La svolta è giunta solo quando la tecnologia forense ha fatto un balzo in avanti: grazie a nuovi test su campioni conservati della scena del crimine, è emerso che le tracce seminali trovate sul corpo di Sindall non appartenevano a Sullivan, ma a un uomo sconosciuto. Durante l’appello del 2023 i giudici della Corte (Lord Justice Holroyde insieme ad altri) hanno definito la condanna «non certa» alla luce delle nuove evidenze,
annullandola. Nel corso dell’udienza, Sullivan ha partecipato tramite collegamento video dal carcere di Wakefield. Le cronache lo hanno descritto visibilmente commosso mentre ascoltava la sentenza, scoppiando in lacrime a momento dell’annullamento. Dopo il pronunciamento dei giudici, ha rilasciato una dichiarazione tramite il suo legale: «Ho perso la mia libertà per quasi quarant’anni su un crimine che non ho mai commesso. Quello che mi è successo è stato molto sbagliato… ma non sono arrabbiato, non sono amareggiato».

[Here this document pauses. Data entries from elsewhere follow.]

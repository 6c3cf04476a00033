//! Table orchestrator - main entry point
//!
//! Runs the multi-table orchestration loop as a daemon. The live browser
//! driver and recognizer are external; this binary drives the deterministic
//! replay surface in their place, so the full capture → extract → decide →
//! act path can be exercised end to end from configuration alone.

use std::sync::Arc;

use tokio::sync::watch;
use tracing::{debug, info, warn};
use tracing_subscriber::EnvFilter;

use table_orchestrator::{
    demo_round_script, Config, EventSender, MonitorEvent, MultiTableCoordinator, Point,
    ReplayExtractor, ReplaySurface, Surface,
};

#[tokio::main]
async fn main() -> Result<(), Box<dyn std::error::Error>> {
    let config = Config::load();

    // RUST_LOG wins over the configured level.
    let filter = EnvFilter::try_from_default_env()
        .unwrap_or_else(|_| EnvFilter::new(config.general.log_level.clone()));
    tracing_subscriber::fmt()
        .with_env_filter(filter)
        .with_target(false)
        .init();

    info!("Starting table orchestrator");

    if !config.general.enabled {
        info!("Orchestrator is disabled in configuration, exiting");
        return Ok(());
    }

    let (events, mut monitor_rx, mut round_rx) = EventSender::channel(256);

    let surface = Arc::new(ReplaySurface::new(Point::new(0, 0)));
    let extractor = Arc::new(ReplayExtractor::new());
    let coordinator = Arc::new(MultiTableCoordinator::new(
        surface.clone() as Arc<dyn Surface>,
        extractor,
        config.coordinator_settings(),
        events,
    ));

    for table in &config.tables {
        surface
            .script_table(table.id, demo_round_script(config.run.replay_rounds))
            .await;
        coordinator
            .register_table(table.id, table.layout(), table.rules.as_deref())
            .await?;
    }
    info!(
        "{} tables registered, replaying {} rounds each",
        config.tables.len(),
        config.run.replay_rounds
    );

    // Completed rounds go to the persistence consumer; here that is a JSON
    // log sink standing in for the session writer.
    tokio::spawn(async move {
        while let Some(event) = round_rx.recv().await {
            match serde_json::to_string(&event.record) {
                Ok(json) => info!("table {} round: {json}", event.table_id),
                Err(err) => warn!("failed to serialize round record: {err}"),
            }
        }
    });

    // Status and alert events feed the control surface.
    tokio::spawn(async move {
        while let Some(event) = monitor_rx.recv().await {
            match event {
                MonitorEvent::Status(status) => debug!(
                    "table {} [{}] timer {:?} history {:?} decision {:?}",
                    status.table_id,
                    status.status.as_str(),
                    status.timer,
                    status.round_history,
                    status.decision.map(|d| d.as_str())
                ),
                MonitorEvent::Error(error) => warn!(
                    "table {} {} alert: {}",
                    error.table_id, error.category, error.message
                ),
            }
        }
    });

    let (shutdown_tx, shutdown_rx) = watch::channel(false);
    tokio::spawn(async move {
        if tokio::signal::ctrl_c().await.is_ok() {
            let _ = shutdown_tx.send(true);
        }
    });

    coordinator.run_loop(shutdown_rx).await;
    coordinator.stop_all().await;

    for (id, stats) in coordinator.statistics().await {
        info!(
            "table {id}: {} rounds, {}/{} decisions correct ({:.1}%)",
            stats.rounds_observed,
            stats.correct_decisions,
            stats.total_decisions,
            stats.accuracy_percent
        );
    }

    info!("Exiting");
    Ok(())
}
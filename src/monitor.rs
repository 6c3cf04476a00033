//! CPU utilization sampling for capture-interval throttling.
//!
//! The scheduler widens its intervals when the host is under CPU pressure
//! and restores them once pressure drops. Sampling lives here so the
//! scheduler itself stays pure and testable.

use sysinfo::System;
use tracing::debug;

/// CPU percentage above which intervals start widening
pub const DEFAULT_CPU_THRESHOLD: f32 = 80.0;

/// Widening multiplier for a given CPU reading.
///
/// At or below the threshold nothing changes; between the threshold and 90%
/// intervals stretch by half; beyond that they double.
pub fn throttle_factor(cpu_percent: f32, threshold: f32) -> f64 {
    if cpu_percent <= threshold {
        1.0
    } else if cpu_percent <= 90.0 {
        1.5
    } else {
        2.0
    }
}

/// Samples host CPU usage via sysinfo.
///
/// CPU readings are deltas between refreshes, so the constructor performs a
/// baseline refresh and the first tick's reading settles from there.
pub struct ResourceMonitor {
    system: System,
    threshold: f32,
}

impl ResourceMonitor {
    pub fn new(threshold: f32) -> Self {
        let mut system = System::new();
        system.refresh_cpu_usage();
        Self { system, threshold }
    }

    /// Current global CPU usage in percent
    pub fn sample_cpu(&mut self) -> f32 {
        self.system.refresh_cpu_usage();
        self.system.global_cpu_usage()
    }

    /// Sample and convert to the scheduler's widening factor
    pub fn sample_throttle_factor(&mut self) -> f64 {
        let cpu = self.sample_cpu();
        let factor = throttle_factor(cpu, self.threshold);
        if factor > 1.0 {
            debug!("cpu at {cpu:.1}%, widening capture intervals x{factor}");
        }
        factor
    }

    pub fn threshold(&self) -> f32 {
        self.threshold
    }
}

impl Default for ResourceMonitor {
    fn default() -> Self {
        Self::new(DEFAULT_CPU_THRESHOLD)
    }
}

La CCRC, dal canto suo, ha ammesso che il caso è stato rivisto grazie alle nuove capacità tecnologiche, ma con rammarico per non aver sollevato prima il problema: diciassette anni fa, gli esperti forensi avevano suggerito che le analisi non sarebbero state utili, ma oggi si riconosce che quegli esami avrebbero potuto evitare decenni di detenzione. Gli avvocati che lavorano nella CCRC spiegano che il caso Sullivan non è certo isolato, mettendo in luce come le lacune strutturali del sistema giudiziario. Intanto la polizia del Merseyside ha annunciato di aver riaperto l’indagine per cercare il colpevole. Al momento, il profilo genetico trovato non corrisponde a nessuno di quelli presenti nei registri di DNA attuali. I poliziotti invitano chiunque abbia informazioni a farsi avanti, nella speranza di risolvere finalmente il caso e dare giustizia alla memoria di Diane Sindall.
Sullivan ora deve affrontare un’altra battaglia. Per ottenere un risarcimento dallo Stato dovrà convincere il segretario di giustizia che è innocente al di là di ogni ragionevole dubbio, un requisito che rende difficile per molti ex detenuti ottenere compensazioni. Il tetto massimo previsto è di 1 milione di sterline, che, al netto degli anni passati in carcere, equivale a poco più di 26 mila sterline per anno scontato per errore.